• _Exercise directions_
Lines in the records below that contain the word "LocalIdentity" must each be copied.

Collected data entries
****************************************

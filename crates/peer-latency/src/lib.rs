//! Peer-to-peer latency measurement
//!
//! Periodically measures round-trip latency and stability between the local
//! user and other users visible in a shared lobby, over short-lived
//! NAT-traversing peer connections, and publishes the results for ping
//! display and peer selection.
//!
//! # Overview
//!
//! - **Scheduling**: every tick, pick the best stale peer (same country first)
//! - **Signaling**: offer/answer/candidate/decline envelopes over a shared relay
//! - **Measurement**: numbered pings over a probe data channel, mean RTT and jitter
//! - **Publication**: whole-snapshot replacement of the user's latency records
//!
//! All state is owned by a single [`LatencyManager`] task; the host drives it
//! through a cloneable [`LatencyHandle`].
//!
//! # Example
//!
//! ```rust,no_run
//! use peer_latency::{
//!     LatencyBook, LatencyConfig, LatencyManager, LocalIdentity, PeerInfo,
//!     WebRtcConnectionFactory, WsSignalingTransport,
//! };
//! use std::sync::Arc;
//!
//! #[tokio::main]
//! async fn main() -> Result<(), Box<dyn std::error::Error>> {
//!     let config = LatencyConfig::default();
//!     let factory = Arc::new(WebRtcConnectionFactory::from_config(&config));
//!     let handle = LatencyManager::new(config, factory, LatencyBook::new()).spawn();
//!
//!     WsSignalingTransport::connect("wss://signal.example.org", handle.clone(), None).await?;
//!     handle.set_local_identity(Some(LocalIdentity::new("alice").with_country("SE")))?;
//!     handle.set_peers(vec![PeerInfo::new("bob").with_country("SE")])?;
//!
//!     // Results show up in the book as measurements complete
//!     let mut updates = handle.book().subscribe();
//!     updates.changed().await?;
//!     println!("{:?}", handle.book().get("bob"));
//!     Ok(())
//! }
//! ```

pub mod connector;
pub mod manager;
pub mod measurement;
pub mod mock;
pub mod protocol;
pub mod publisher;
pub mod registry;
pub mod scheduler;
pub mod session;
pub mod transport;
pub mod types;
pub mod webrtc_factory;
pub mod ws;

pub use connector::ConnectError;
pub use manager::{
    Command, LatencyError, LatencyHandle, LatencyManager, ManagerSnapshot, SessionSummary,
};
pub use measurement::{compute_jitter, summarize, MeasurementSummary, ProbeState};
pub use mock::{MockConnectionFactory, MockNetwork, MockProbeChannel, MockSignalingTransport};
pub use protocol::{
    DeclineReason, IceCandidate, ProbeMessage, ProtocolError, Route, SdpKind, SessionDescription,
    SignalEnvelope, MSG_TYPE_ANSWER, MSG_TYPE_CANDIDATE, MSG_TYPE_DECLINE, MSG_TYPE_OFFER,
};
pub use publisher::{
    resolve_ping_between, KnownPing, LatencyBook, LatencyRecord, LatencyRecordSet, PeerProfile,
    ResolvedPing,
};
pub use registry::{RegistryError, SessionRegistry};
pub use scheduler::PeerScheduler;
pub use session::{FailureReason, Session, SessionOutcome, SessionState, TimerKind};
pub use transport::{
    ConnectionRequest, IceConnectionState, PeerConnection, PeerConnectionFactory, ProbeChannel,
    SessionEvent, SessionEvents, SignalingTransport, TransportError,
};
pub use types::{
    unix_millis, Direction, LatencyConfig, LocalIdentity, PeerInfo, SessionHandle, SessionId,
    DEFAULT_ICE_SERVERS, MOCK_UID_PREFIX, PROBE_CHANNEL_LABEL,
};
pub use webrtc_factory::WebRtcConnectionFactory;
pub use ws::WsSignalingTransport;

****************************************

• _Your solution_
//!     LatencyBook, LatencyConfig, LatencyManager, LocalIdentity, PeerInfo,
//!     handle.set_local_identity(Some(LocalIdentity::new("alice").with_country("SE")))?;
    unix_millis, Direction, LatencyConfig, LocalIdentity, PeerInfo, SessionHandle, SessionId,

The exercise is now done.